Preliminary hearings over the 2014 downing of the aircraft began over a year ago and the merits phase of the trial is set to start next month after being delayed amid the coronavirus pandemic.
GILZE EN RIJEN, Netherlands (CN) — The Hague District Court decamped to an airbase in the southern Netherlands on Wednesday to view the wreckage of Malaysia Airlines Flight 17.
It was a grey and cold day as the judicial panel, public prosecutors, defense lawyers, victims lawyers, court staff and reporters looked inside the hangar where the remaining parts of the downed aircraft, known as MH17, are stored.
“It is a special location, with a special character,” Presiding Judge Hendrik Steenhuis told the group, assembled in a tent outside the hangar before the three-judge panel, plus their two substitute judges, made their initial tour.
Three Russian men — Igor Girkin, Sergei Dubinsky, and Oleg Pulatov — and one Ukraine man, Leonid Kharchenko, are charged with 298 counts of murder for allegedly supplying the Buk missile that prosecutors say shot down the Boeing 777 as it was flying over eastern Ukraine in July 2014, en route from Amsterdam to Kuala Lumpur.
Only one man, Pulatov, is being represented by counsel, though he is currently living in Russia and not in the custody of the Dutch authorities. The other three are being tried in absentia. The Netherlands has taken on the prosecution of MH17 case in part because a majority of the victims were Dutch.
The Dutch public prosecutor had requested the site visit, arguing during an earlier hearing that it was important for the judges to see the full destruction. The prosecution and experts from the Royal Netherlands Aerospace Centre, the Belgian Royal Military Academy,and Almaz-Antey, the Russian manufacturer of the Buk missile, all offered the judges suggestions as to what to pay special attention to.
What remains of the aircraft has been mounted over a black metal frame and stretches about 65 feet long. Large pieces of the plane’s white exterior are still missing, destroyed in the crash, or left unrecovered in a war zone. The hangar also houses the plane’s wings and several other large pieces, including a rear door.
The judges and lawyers made an initial examination Wednesday morning before spending several hours on a more thorough inspection in the afternoon, including mounting a cherry picker lift to view the front of the cockpit, where experts say the missile that brought down MH17 actually exploded. All the while, helicopters flew noisily overhead, as the wreckage is stored on an active Dutch air force base.
“You can’t get closer to the deaths of so many victims,” Arlette Schijns, one of the lawyers representing the families of the victims, told the judges after viewing the plane.

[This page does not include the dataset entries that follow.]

//! services/api/src/error.rs
//!
//! Defines the primary error type for the entire API service.

use crate::config::ConfigError;
use axum::{
    http::StatusCode,
    response::{IntoResponse, Response},
    Json,
};
use configmate_core::{pipeline::PipelineError, ports::PortError};
use serde_json::json;
use tracing::error;

/// The primary error type for the `api` service.
#[derive(Debug, thiserror::Error)]
pub enum ApiError {
    /// Represents an error that occurred during configuration loading.
    #[error("Configuration error: {0}")]
    Config(#[from] ConfigError),

    /// Represents an error that propagated up from one of the core service ports.
    #[error("Service Port Error: {0}")]
    Port(#[from] PortError),

    /// Represents an error from the chat answering pipeline.
    #[error("Pipeline Error: {0}")]
    Pipeline(#[from] PipelineError),

    /// Represents an error from the underlying database library.
    #[error("Database Error: {0}")]
    Database(#[from] sqlx::Error),

    /// Represents a failure to apply the embedded migrations.
    #[error("Migration Error: {0}")]
    Migration(#[from] sqlx::migrate::MigrateError),

    /// Represents a standard Input/Output error (e.g., binding to a network socket).
    #[error("IO error: {0}")]
    Io(#[from] std::io::Error),

    /// The request itself was malformed.
    #[error("Bad request: {0}")]
    BadRequest(String),

    /// A catch-all for any other unexpected errors.
    #[error("An unexpected internal error occurred: {0}")]
    Internal(String),
}

impl ApiError {
    fn status_and_detail(&self) -> (StatusCode, String) {
        match self {
            ApiError::Port(e) | ApiError::Pipeline(PipelineError::Port(e)) => match e {
                PortError::NotFound(msg) => (StatusCode::NOT_FOUND, msg.clone()),
                PortError::InvalidInput(msg) | PortError::AlreadyExists(msg) => {
                    (StatusCode::BAD_REQUEST, msg.clone())
                }
                PortError::Unauthorized => (StatusCode::UNAUTHORIZED, "Unauthorized".to_string()),
                PortError::Unexpected(_) => {
                    (StatusCode::INTERNAL_SERVER_ERROR, "Internal server error".to_string())
                }
            },
            ApiError::Pipeline(PipelineError::NotFound(msg)) => (StatusCode::NOT_FOUND, msg.clone()),
            ApiError::Pipeline(PipelineError::EmptyAnswer) => (
                StatusCode::INTERNAL_SERVER_ERROR,
                "Bot did not return a new answer".to_string(),
            ),
            ApiError::BadRequest(msg) => (StatusCode::BAD_REQUEST, msg.clone()),
            _ => (StatusCode::INTERNAL_SERVER_ERROR, "Internal server error".to_string()),
        }
    }
}

impl IntoResponse for ApiError {
    fn into_response(self) -> Response {
        let (status, detail) = self.status_and_detail();
        if status.is_server_error() {
            error!("Request failed: {}", self);
        }
        (status, Json(json!({ "detail": detail }))).into_response()
    }
}
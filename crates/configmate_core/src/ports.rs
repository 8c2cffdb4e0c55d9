//! crates/configmate_core/src/ports.rs
//!
//! Defines the service contracts (traits) for the application's core logic.
//! These traits form the boundary of the hexagonal architecture, allowing the core
//! to be independent of specific external implementations like databases or APIs.

use crate::domain::{Chat, DocumentRecord, PromptMessage, QaRecord, User, UserCredentials};
use async_trait::async_trait;
use chrono::{DateTime, Utc};
use futures::Stream;
use std::pin::Pin;
use uuid::Uuid;

//=========================================================================================
// Generic Port Error and Result Types
//=========================================================================================

/// A generic error type for all port operations.
/// This abstracts away the specific errors from external services (e.g., database, network).
#[derive(Debug, thiserror::Error)]
pub enum PortError {
    #[error("Item not found: {0}")]
    NotFound(String),
    #[error("Item already exists: {0}")]
    AlreadyExists(String),
    #[error("Invalid input: {0}")]
    InvalidInput(String),
    #[error("An unexpected error occurred: {0}")]
    Unexpected(String),
    #[error("Unauthorized")]
    Unauthorized,
}

/// A convenience type alias for `Result<T, PortError>`.
pub type PortResult<T> = Result<T, PortError>;

/// Incremental content fragments produced by a streaming model call.
pub type TokenStream = Pin<Box<dyn Stream<Item = PortResult<String>> + Send>>;

//=========================================================================================
// Service Ports (Traits)
//=========================================================================================

/// The persistent store. Each method is a single atomic operation; nothing here
/// spans more than one write.
#[async_trait]
pub trait DatabaseService: Send + Sync {
    // --- Users & Auth ---
    async fn create_user(&self, username: &str, hashed_password: &str) -> PortResult<User>;

    async fn get_user_credentials(&self, username: &str) -> PortResult<UserCredentials>;

    async fn create_auth_session(
        &self,
        session_id: &str,
        username: &str,
        expires_at: DateTime<Utc>,
    ) -> PortResult<()>;

    /// Resolves a live auth session to its owner identity.
    async fn validate_auth_session(&self, session_id: &str) -> PortResult<String>;

    async fn delete_auth_session(&self, session_id: &str) -> PortResult<()>;

    // --- Chats ---
    async fn create_chat(&self, owner: &str, title: &str) -> PortResult<Chat>;

    /// Fetches a chat only if it belongs to `owner`.
    async fn get_chat(&self, chat_id: Uuid, owner: &str) -> PortResult<Chat>;

    async fn list_chats(&self, owner: &str) -> PortResult<Vec<Chat>>;

    async fn rename_chat(&self, chat_id: Uuid, owner: &str, title: &str) -> PortResult<Chat>;

    /// Returns the number of chats removed (0 or 1).
    async fn delete_chat(&self, chat_id: Uuid) -> PortResult<u64>;

    // --- QA Records ---
    async fn insert_qa_record(&self, record: QaRecord) -> PortResult<()>;

    /// All records sharing a normalized key, newest first.
    async fn find_qa_by_normalized(
        &self,
        normalized: &str,
        limit: Option<usize>,
    ) -> PortResult<Vec<QaRecord>>;

    /// The `limit` most recent records of a chat, newest first.
    async fn recent_qa_for_chat(&self, chat_id: Uuid, limit: usize) -> PortResult<Vec<QaRecord>>;

    /// Every record of a chat, oldest first.
    async fn qa_history_for_chat(&self, chat_id: Uuid) -> PortResult<Vec<QaRecord>>;

    /// A record of `owner` in `chat_id` whose raw question equals `question`
    /// or whose normalized key equals `normalized`.
    async fn find_qa_in_chat(
        &self,
        chat_id: Uuid,
        owner: &str,
        question: &str,
        normalized: &str,
    ) -> PortResult<Option<QaRecord>>;

    async fn delete_qa_records(&self, ids: &[Uuid]) -> PortResult<u64>;

    async fn delete_qa_for_chat(&self, chat_id: Uuid) -> PortResult<u64>;

    // --- Documents ---
    async fn insert_document(&self, document: DocumentRecord) -> PortResult<()>;

    /// Documents attached to `chat_id` plus every global document, in upload order.
    async fn documents_for_chat(&self, chat_id: Uuid) -> PortResult<Vec<DocumentRecord>>;

    async fn list_global_documents(&self) -> PortResult<Vec<DocumentRecord>>;

    /// Removes the non-global documents of a chat.
    async fn delete_documents_for_chat(&self, chat_id: Uuid) -> PortResult<u64>;
}

#[async_trait]
pub trait QuestionAnsweringService: Send + Sync {
    /// Submits the role-tagged conversation as one streaming chat completion.
    async fn answer_streaming(&self, messages: &[PromptMessage]) -> PortResult<TokenStream>;
}

#[async_trait]
pub trait TextExtractionService: Send + Sync {
    /// Decodes raw file bytes into plain text. `extension` includes the dot, e.g. `.pdf`.
    async fn extract_text(&self, data: &[u8], extension: &str) -> PortResult<String>;
}
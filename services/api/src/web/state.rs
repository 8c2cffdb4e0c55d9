//! services/api/src/web/state.rs
//!
//! Defines the application state shared by every request handler.

use crate::config::Config;
use configmate_core::{
    pipeline::ChatPipeline,
    ports::{DatabaseService, QuestionAnsweringService, TextExtractionService},
    rooms::ChatRooms,
};
use std::sync::Arc;

/// The shared application state, created once at startup and passed to all handlers.
#[derive(Clone)]
pub struct AppState {
    pub db: Arc<dyn DatabaseService>,
    pub config: Arc<Config>,
    pub pipeline: ChatPipeline,
    pub rooms: ChatRooms,
}

impl AppState {
    /// Wires the core services over the given adapters.
    pub fn new(
        config: Arc<Config>,
        db: Arc<dyn DatabaseService>,
        qa_adapter: Arc<dyn QuestionAnsweringService>,
        extractor: Arc<dyn TextExtractionService>,
    ) -> Self {
        Self {
            pipeline: ChatPipeline::new(db.clone(), qa_adapter),
            rooms: ChatRooms::new(db.clone(), extractor),
            db,
            config,
        }
    }
}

Months before the tragedy, Russia annexed Crimea, a peninsula extending from Ukraine’s southern coast, following the overthrow of the pro-Russian government in the Eastern European country. According to the Dutch authorities, all four defendants were involved in a Russian-backed separatist group operating in the region. Two were former members of Russian military intelligence and one was a colonel in Russia’s FSB intelligence service, the successor agency of the KGB.
The 10 countries with citizens on board MH17 tried to create an international tribunal to look into the tragedy but that was blocked by Russia at the United Nations.
The trial on the merits was originally scheduled to start in February but has been postponed until next month. The defense counsel cited repeated problems in meeting with their client, who remains in Russia, due to travel restrictions because of the Covid-19 outbreak.
Further preliminary hearings will follow on Thursday and Friday and the merits phase of the trial is set to open on June 7 at a high-security courthouse near Schiphol Airport, where MH17 departed on its fateful flight.